Digital Healthcare - more signs of things to come

I remain utterly convinced that digitally assisted personal healthcare will be the biggest technology-oriented market since the personal computer. How can it not be - only the adoption of Internet and IT economics can save the health systems of the world, and only the creation of an integrated, end-user oriented market can make that happen.
Written by Rupert Goodwins, Contributor

I remain utterly convinced that digitally assisted personal healthcare will be the biggest technology-oriented market since the personal computer. How can it not be - only the adoption of Internet and IT economics can save the health systems of the world, and only the creation of an integrated, end-user oriented market can make that happen.

There are signs that this is happening. At the nuts-and-bolts end, Cambridge Consultants today announced Vena, a $10 chip that combines the IEEE 11073 Personal Health Data standard - a framework for interoperable formats for various monitoring devices - and the Bluetooth Medical Device Profile. Vena is designed to sit in portable medical devices and do all the hard work of relaying information to home health gateways.

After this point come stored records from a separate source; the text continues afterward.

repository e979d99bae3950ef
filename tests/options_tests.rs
// tests/options_tests.rs

use fql_expr::options::{
    self, CallBuilder, OptionalSlots, after, before, default, only_first, precision, size, ts,
};
use fql_expr::query::{
    call_by_name, collection, collections, get, index, match_, paginate, round, select,
};
use fql_expr::{Expr, ExprError, Op, OptionalField, Value, to_wire_value};
use serde_json::json;

fn call(expr: &Expr) -> &fql_expr::Call {
    match expr {
        Expr::Call(call) => call,
        other => panic!("Expected call, got {:?}", other),
    }
}

// ============================================================================
// Declaration
// ============================================================================

#[test]
fn test_declared_fields_start_empty() {
    let slots = OptionalSlots::declare(Op::Paginate);
    assert!(slots.freeze().is_empty());

    let page = paginate(collections(), []);
    assert!(call(&page).options.is_empty());
}

#[test]
fn test_fill_then_freeze() {
    let mut slots = OptionalSlots::declare(Op::Paginate);
    slots.set(size(10)).unwrap();
    slots.set(before("cursor")).unwrap();

    let frozen = slots.freeze();
    assert_eq!(frozen.len(), 2);
    assert_eq!(frozen[&OptionalField::Size], Expr::Integer(10));
    assert_eq!(frozen[&OptionalField::Before], Expr::String("cursor".into()));
}

#[test]
fn test_every_modifier_field_is_declared_somewhere() {
    for field in OptionalField::ALL {
        assert!(
            Op::ALL.iter().any(|op| op.accepts(*field)),
            "{:?} is not accepted by any combinator",
            field
        );
    }
}

// ============================================================================
// Filling
// ============================================================================

#[test]
fn test_modifiers_wrap_their_values() {
    let expr = select(json!(["a"]), json!({"a": 1}), [default(json!({"x": 1}))]);
    assert!(matches!(
        call(&expr).option(OptionalField::Default),
        Some(Expr::Object(_))
    ));
}

#[test]
fn test_last_write_wins() {
    let expr = get(collection("users"), [ts(1), ts(2)]);
    assert_eq!(call(&expr).option(OptionalField::Ts), Some(&Expr::Integer(2)));
    assert_eq!(call(&expr).options.len(), 1);
}

#[test]
fn test_order_of_disjoint_modifiers_is_irrelevant() {
    let a = paginate(collections(), [size(1), after(2), ts(3)]);
    let b = paginate(collections(), [ts(3), size(1), after(2)]);
    assert_eq!(a, b);
}

#[test]
fn test_calls_do_not_share_slots() {
    let first = paginate(match_(index("a")), [size(5)]);
    let second = paginate(match_(index("a")), [after(7)]);

    assert_eq!(
        to_wire_value(&first).unwrap(),
        json!({"paginate": {"match": {"index": "a"}}, "size": 5})
    );
    assert_eq!(
        to_wire_value(&second).unwrap(),
        json!({"paginate": {"match": {"index": "a"}}, "after": 7})
    );
}

#[test]
fn test_only_first_is_always_true() {
    let param = options::modifier("OnlyFirst", Value::Null).unwrap();
    assert_eq!(param.field(), OptionalField::First);
    assert_eq!(param, only_first());
}

#[test]
fn test_modifier_lookup() {
    assert_eq!(options::modifier("TS", 1), Some(ts(1)));
    assert_eq!(options::modifier("Precision", 2), Some(precision(2)));
    assert_eq!(options::modifier("Bogus", 1), None);
    // Constructor-only fields have no modifier
    assert_eq!(options::modifier("Terms", 1), None);
    assert_eq!(options::modifier("Scope", 1), None);
}

// ============================================================================
// Mismatches
// ============================================================================

#[test]
fn test_every_undeclared_modifier_fails() {
    for &op in Op::ALL {
        for &field in OptionalField::ALL {
            let Some(name) = field.modifier_name() else {
                continue;
            };
            let param = options::modifier(name, 1).unwrap();
            let result = CallBuilder::new(op, vec![]).apply(param);

            if op.accepts(field) {
                assert!(result.is_ok(), "{} should accept {}", op.name(), name);
            } else {
                match result {
                    Err(ExprError::OptionalFieldMismatch { op: o, field: f }) => {
                        assert_eq!(o, op.name());
                        assert_eq!(f, field.wire_name());
                    }
                    _ => panic!("{} should reject {}", op.name(), name),
                }
            }
        }
    }
}

#[test]
fn test_apply_all_stops_at_first_mismatch() {
    let result = CallBuilder::new(Op::Get, vec![collection("users")])
        .apply_all([ts(1), size(2), after(3)]);
    assert_eq!(
        result.err(),
        Some(ExprError::OptionalFieldMismatch {
            op: "Get",
            field: "size"
        })
    );
}

#[test]
#[should_panic(expected = "Get does not accept the optional parameter `size`")]
fn test_typed_constructor_panics_on_mismatch() {
    get(collection("users"), [size(10)]);
}

#[test]
#[should_panic(expected = "Round does not accept the optional parameter `ts`")]
fn test_typed_constructor_panics_after_valid_modifiers() {
    round(1.5, [precision(1), ts(2)]);
}

#[test]
fn test_name_dispatch_reports_mismatch() {
    let result = call_by_name("Get", vec![collection("users")], vec![size(1)]);
    assert_eq!(
        result,
        Err(ExprError::OptionalFieldMismatch {
            op: "Get",
            field: "size"
        })
    );
}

As Vena includes display and other interface hardware, all a designer has to do is bung in the appropriate sensors and that's the product right there.

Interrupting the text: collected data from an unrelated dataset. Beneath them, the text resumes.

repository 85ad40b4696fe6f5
use tracing::{instrument, trace};

use crate::config::IdentityConfig;
use crate::contract::model::{DisplayContext, Profile, Role};
use crate::domain::name;
use crate::domain::rules::{self, ImageSource, NameSource};

/// Context-aware identity resolution.
///
/// All three operations are pure and total: missing or unusable data falls
/// through to the next source and terminates at a configured fallback, never
/// an error. A broken display beats a crashed page for these helpers, so the
/// fallbacks (`"Account"`, `'A'`, `None`) are ordinary outputs, not
/// sentinels.
#[derive(Debug, Clone, Default)]
pub struct DisplayResolver {
    config: IdentityConfig,
}

impl DisplayResolver {
    pub fn new(config: IdentityConfig) -> Self {
        Self { config }
    }

    /// Resolve the name to show for `profile` on the given screen.
    ///
    /// A usable personal name wins in every context and for every role; the
    /// context/role table only decides what happens when the profile has no
    /// usable `full_name`. The email address is never consulted.
    #[instrument(
        name = "identity.resolver.display_name",
        level = "trace",
        skip(self, profile),
        fields(context = ?context, role = ?role)
    )]
    pub fn display_name(
        &self,
        profile: Option<&Profile>,
        role: Option<Role>,
        context: DisplayContext,
    ) -> String {
        let Some(profile) = profile else {
            return self.config.fallback_name.clone();
        };

        // Global override: a valid full name pre-empts every context rule.
        if let Some(personal) = self.formatted_full_name(profile) {
            return personal;
        }

        let row = rules::name_preference(context, role);
        for source in row.iter().chain(rules::DEFAULT_NAME_CHAIN) {
            if let Some(resolved) = self.name_from(profile, *source) {
                return resolved;
            }
        }

        trace!("no usable name on profile, using fallback");
        self.config.fallback_name.clone()
    }

    /// One-character badge initial, uppercased, defaulting to the configured
    /// fallback (`'A'`).
    pub fn fallback_initial(
        &self,
        profile: Option<&Profile>,
        role: Option<Role>,
        context: DisplayContext,
    ) -> char {
        let Some(profile) = profile else {
            return self.config.fallback_initial;
        };

        for source in rules::initial_preference(context, role) {
            if let Some(initial) = self.initial_from(profile, *source) {
                return initial;
            }
        }
        self.config.fallback_initial
    }

    /// Avatar or company logo URL for the given screen, or `None`.
    ///
    /// Unlike the name path this does no trimming or blank-checking: the
    /// upstream record either carries a URL or it carries null, and an empty
    /// string is passed through as-is.
    pub fn display_image<'a>(
        &self,
        profile: Option<&'a Profile>,
        role: Option<Role>,
        context: DisplayContext,
    ) -> Option<&'a str> {
        let profile = profile?;

        for source in rules::image_preference(context, role) {
            let url = match source {
                ImageSource::Avatar => profile.avatar_url.as_deref(),
                ImageSource::CompanyLogo => profile.company_logo_url.as_deref(),
            };
            if url.is_some() {
                return url;
            }
        }
        None
    }

    /// Shortened personal name, if the profile carries a usable one.
    fn formatted_full_name(&self, profile: &Profile) -> Option<String> {
        let raw = profile.full_name.as_deref()?;
        if !name::is_valid_name(raw, &self.config.placeholder_name) {
            return None;
        }
        name::format_display_name(raw).or_else(|| Some(raw.trim().to_string()))
    }

    fn name_from(&self, profile: &Profile, source: NameSource) -> Option<String> {
        match source {
            NameSource::FullName => self.formatted_full_name(profile),
            NameSource::CompanyName => {
                let company = profile.company_name.as_deref()?.trim();
                (!company.is_empty()).then(|| company.to_string())
            }
        }
    }

    fn initial_from(&self, profile: &Profile, source: NameSource) -> Option<char> {
        match source {
            NameSource::FullName => {
                let raw = profile.full_name.as_deref()?;
                if !name::is_valid_name(raw, &self.config.placeholder_name) {
                    return None;
                }
                name::leading_initial(raw)
            }
            NameSource::CompanyName => name::leading_initial(profile.company_name.as_deref()?),
        }
    }
}
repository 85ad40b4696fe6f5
pub mod calculators;
pub mod predictor;
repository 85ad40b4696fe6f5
pub mod ports;
pub mod service;
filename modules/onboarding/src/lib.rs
// === PUBLIC CONTRACT ===
pub mod contract;

// Re-export the public contract components
pub use contract::model::{OnboardingProgress, OnboardingStep};

// === DOMAIN ===
pub mod domain;
pub use domain::ports::{KeyValueStore, StoreError};
pub use domain::service::OnboardingTracker;

// === INFRA ===
// Concrete adapters for the storage port
pub mod infra;
pub use infra::memory::InMemoryStore;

So that's a vote for a really mass market - and the practical implementation of essential standards. Both necessary.

But the real problem, and one that's stopping me rushing out, selling everything that I have and starting my own company in this field, is the almost total lack of a proper retail channel. While the ideal of getting people the technology to monitor and control their own health is fine, the reality is that any such activity has to take place at the junction of highly regulated medical, state and insurance sectors. You can't just open a shop.

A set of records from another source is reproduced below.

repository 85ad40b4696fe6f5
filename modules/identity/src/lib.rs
// === PUBLIC CONTRACT ===
// Models shared with the presentation layer and other modules
pub mod contract;

// Re-export the public contract components
pub use contract::model::{DisplayContext, Profile, Role};

// === CONFIGURATION ===
pub mod config;
pub use config::IdentityConfig;

// === DOMAIN ===
// The resolver itself is the public API of this module; the decision table
// and name helpers stay internal.
pub mod domain;
pub use domain::resolver::DisplayResolver;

Which is why I find PatientsLikeMe.com so exciting. It's a social network website, where the community driver is finding other people with your illness. That sounds a recipe for a thoroughly miserable time - but it's quite the opposite. The reasoning goes that nobody's as motivated to research and share information on health as people with health problems - and that there's no better way than online. What sets PatientsLikeMe apart - and what makes it such a bellwether for the future - is that it encourages the collection and analysis of hard data and real numbers. Dosage, effects, daily changes - people can share their experiences and look for trends, in a way that's simply impossible otherwise. Their doctors and consultants couldn't do it.

As you can imagine, this is raising all manner of interesting practical and ethical questions - many covered in an excellent piece in the NY Times - but none that in any way impinge on the ability of informed, motivated people to take charge of their own health.

Web sites like this will be the nucleators for the market, forming a natural focus for companies to talk to users, and users to talk about companies. From a marketing perspective, the web site readers are an ideal audience, and any advertising will fulfil the golden rules of being relevant to its readers and presented when they're most receptive to its message.

These are very exciting developments - and there's much more to come.